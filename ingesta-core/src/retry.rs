//! Explicit retry with exponential backoff and symmetric jitter.

use std::future::Future;
use std::time::Duration;

use rand::Rng;

use crate::{IngestError, RetryConfig};

/// Why [`RetryPolicy::execute`] gave up.
#[derive(Debug, Clone, PartialEq, Eq)]
pub enum RetryError<E> {
    /// The predicate classified an error as fatal; no further attempts were made.
    Fatal {
        /// The fatal error.
        error: E,
        /// Attempts made, including the fatal one.
        attempts: u32,
    },
    /// Every attempt failed with a retryable error.
    Exhausted {
        /// One error per attempt, oldest first.
        attempts: Vec<E>,
    },
}

impl<E> RetryError<E> {
    /// Number of attempts made before giving up.
    #[must_use]
    pub fn attempts_used(&self) -> u32 {
        match self {
            Self::Fatal { attempts, .. } => *attempts,
            Self::Exhausted { attempts } => u32::try_from(attempts.len()).unwrap_or(u32::MAX),
        }
    }

    /// The most recent error.
    #[must_use]
    pub fn last(&self) -> Option<&E> {
        match self {
            Self::Fatal { error, .. } => Some(error),
            Self::Exhausted { attempts } => attempts.last(),
        }
    }
}

impl From<RetryError<IngestError>> for IngestError {
    fn from(e: RetryError<IngestError>) -> Self {
        match e {
            RetryError::Fatal { error, .. } => error,
            RetryError::Exhausted { attempts } => Self::RetriesExhausted { attempts },
        }
    }
}

/// Retry executor shared by provider clients and the orchestrator.
///
/// Behavior and trade-offs:
/// - Delay before attempt `n + 1` is `min(max_delay, base_delay * 2^(n-1))`,
///   scaled by a uniform factor in `[1 - jitter, 1 + jitter]`.
/// - Backoff sleeps with `tokio::time::sleep`, so only the calling task waits.
/// - A fatal error returns immediately without spending the remaining attempts.
#[derive(Debug, Clone, Copy, PartialEq)]
pub struct RetryPolicy {
    config: RetryConfig,
}

impl Default for RetryPolicy {
    fn default() -> Self {
        Self::new(RetryConfig::default())
    }
}

impl RetryPolicy {
    /// Policy from explicit settings. `max_attempts` of zero is treated as one.
    #[must_use]
    pub fn new(mut config: RetryConfig) -> Self {
        config.max_attempts = config.max_attempts.max(1);
        config.jitter_fraction = config.jitter_fraction.clamp(0.0, 1.0);
        Self { config }
    }

    /// A policy that makes exactly one attempt.
    #[must_use]
    pub fn none() -> Self {
        Self::new(RetryConfig {
            max_attempts: 1,
            base_delay: Duration::ZERO,
            max_delay: Duration::ZERO,
            jitter_fraction: 0.0,
        })
    }

    /// Settings in effect.
    #[must_use]
    pub const fn config(&self) -> &RetryConfig {
        &self.config
    }

    /// Maximum attempts, including the first.
    #[must_use]
    pub const fn max_attempts(&self) -> u32 {
        self.config.max_attempts
    }

    /// Un-jittered delay after failed attempt `attempt` (1-based).
    #[must_use]
    pub fn base_delay_for(&self, attempt: u32) -> Duration {
        let exp = attempt.saturating_sub(1).min(31);
        let factor = 1u32 << exp;
        self.config
            .base_delay
            .checked_mul(factor)
            .unwrap_or(self.config.max_delay)
            .min(self.config.max_delay)
    }

    /// Jittered delay after failed attempt `attempt` (1-based).
    #[must_use]
    pub fn delay_for(&self, attempt: u32) -> Duration {
        let base = self.base_delay_for(attempt);
        let jitter = self.config.jitter_fraction;
        if jitter == 0.0 || base.is_zero() {
            return base;
        }
        let factor = rand::rng().random_range((1.0 - jitter)..=(1.0 + jitter));
        base.mul_f64(factor)
    }

    /// Run `op` until it succeeds, returns a fatal error, or attempts run out.
    ///
    /// `op` receives the 1-based attempt number. `is_retryable` decides, per
    /// error, whether another attempt is allowed.
    ///
    /// # Errors
    /// Returns [`RetryError::Fatal`] on the first non-retryable error and
    /// [`RetryError::Exhausted`] with every attempt's error otherwise.
    pub async fn execute<T, E, F, Fut, P>(&self, mut op: F, is_retryable: P) -> Result<T, RetryError<E>>
    where
        F: FnMut(u32) -> Fut,
        Fut: Future<Output = Result<T, E>>,
        P: Fn(&E) -> bool,
    {
        let mut errors = Vec::new();
        for attempt in 1..=self.config.max_attempts {
            match op(attempt).await {
                Ok(v) => return Ok(v),
                Err(e) if !is_retryable(&e) => {
                    return Err(RetryError::Fatal { error: e, attempts: attempt });
                }
                Err(e) => {
                    errors.push(e);
                    if attempt < self.config.max_attempts {
                        let delay = self.delay_for(attempt);
                        #[cfg(feature = "tracing")]
                        tracing::debug!(attempt, delay_ms = delay.as_millis() as u64, "retrying after backoff");
                        tokio::time::sleep(delay).await;
                    }
                }
            }
        }
        Err(RetryError::Exhausted { attempts: errors })
    }
}
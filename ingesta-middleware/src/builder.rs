//! Builder for wrapping a raw provider adapter into a [`RateLimitedProviderClient`].

use std::sync::Arc;
use std::time::Duration;

use ingesta_core::{
    DataProvider, HealthConfig, ProviderSettings, RateLimitConfig, RetryConfig, RetryPolicy,
};

use crate::client::RateLimitedProviderClient;

/// Builder for a [`RateLimitedProviderClient`].
pub struct ProviderClientBuilder {
    raw: Arc<dyn DataProvider>,
    settings: ProviderSettings,
    health: HealthConfig,
    retry: RetryPolicy,
}

impl ProviderClientBuilder {
    /// Start from a raw adapter with default settings.
    #[must_use]
    pub fn new(raw: Arc<dyn DataProvider>) -> Self {
        let settings = ProviderSettings::named(raw.name());
        Self {
            raw,
            settings,
            health: HealthConfig::default(),
            retry: RetryPolicy::default(),
        }
    }

    /// Replace all per-provider settings at once (e.g. from a config file).
    #[must_use]
    pub fn settings(mut self, settings: ProviderSettings) -> Self {
        self.settings = settings;
        self
    }

    /// Routing priority; lower is preferred.
    #[must_use]
    pub const fn priority(mut self, priority: u32) -> Self {
        self.settings.priority = priority;
        self
    }

    /// Allow at most `calls` calls in any sliding `window`.
    ///
    /// Behavior and trade-offs:
    /// - Callers over budget wait for the oldest call to age out rather than
    ///   failing immediately; see [`rate_limit_wait_timeout`](Self::rate_limit_wait_timeout).
    /// - A zero budget makes every call fail with `ProviderRateLimit`.
    #[must_use]
    pub const fn rate_limit(mut self, cfg: RateLimitConfig) -> Self {
        self.settings.rate_limit_calls = cfg.calls;
        self.settings.rate_limit_window = cfg.window;
        self
    }

    /// Bound each physical provider call.
    #[must_use]
    pub const fn call_timeout(mut self, timeout: Duration) -> Self {
        self.settings.call_timeout = timeout;
        self
    }

    /// Longest a caller waits for a rate-limit slot before failing.
    ///
    /// Behavior and trade-offs:
    /// - Long waits keep throughput at the budget but hold workers idle.
    /// - Short waits surface `ProviderRateLimit` sooner, letting fallback move
    ///   on to another provider.
    #[must_use]
    pub const fn rate_limit_wait_timeout(mut self, timeout: Duration) -> Self {
        self.settings.rate_limit_wait_timeout = timeout;
        self
    }

    /// Health thresholds.
    #[must_use]
    pub const fn health(mut self, cfg: HealthConfig) -> Self {
        self.health = cfg;
        self
    }

    /// Retry settings for transient provider errors.
    #[must_use]
    pub fn retry(mut self, cfg: RetryConfig) -> Self {
        self.retry = RetryPolicy::new(cfg);
        self
    }

    /// Disable client-level retries (one attempt per fetch).
    #[must_use]
    pub fn no_retry(mut self) -> Self {
        self.retry = RetryPolicy::none();
        self
    }

    /// Build the client.
    #[must_use]
    pub fn build(self) -> Arc<RateLimitedProviderClient> {
        Arc::new(RateLimitedProviderClient::new(
            self.raw,
            self.settings,
            self.health,
            self.retry,
        ))
    }
}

· · · · ·

**Exercise aim:** All lines above from the line with "Un-jittered delay after" through the line with "pub fn delay_for(&self, attempt: u32)", both included, are to be set down exactly, with nothing else.

**Exercise result:**
    /// Un-jittered delay after failed attempt `attempt` (1-based).
    #[must_use]
    pub fn base_delay_for(&self, attempt: u32) -> Duration {
        let exp = attempt.saturating_sub(1).min(31);
        let factor = 1u32 << exp;
        self.config
            .base_delay
            .checked_mul(factor)
            .unwrap_or(self.config.max_delay)
            .min(self.config.max_delay)
    }

    /// Jittered delay after failed attempt `attempt` (1-based).
    #[must_use]
    pub fn delay_for(&self, attempt: u32) -> Duration {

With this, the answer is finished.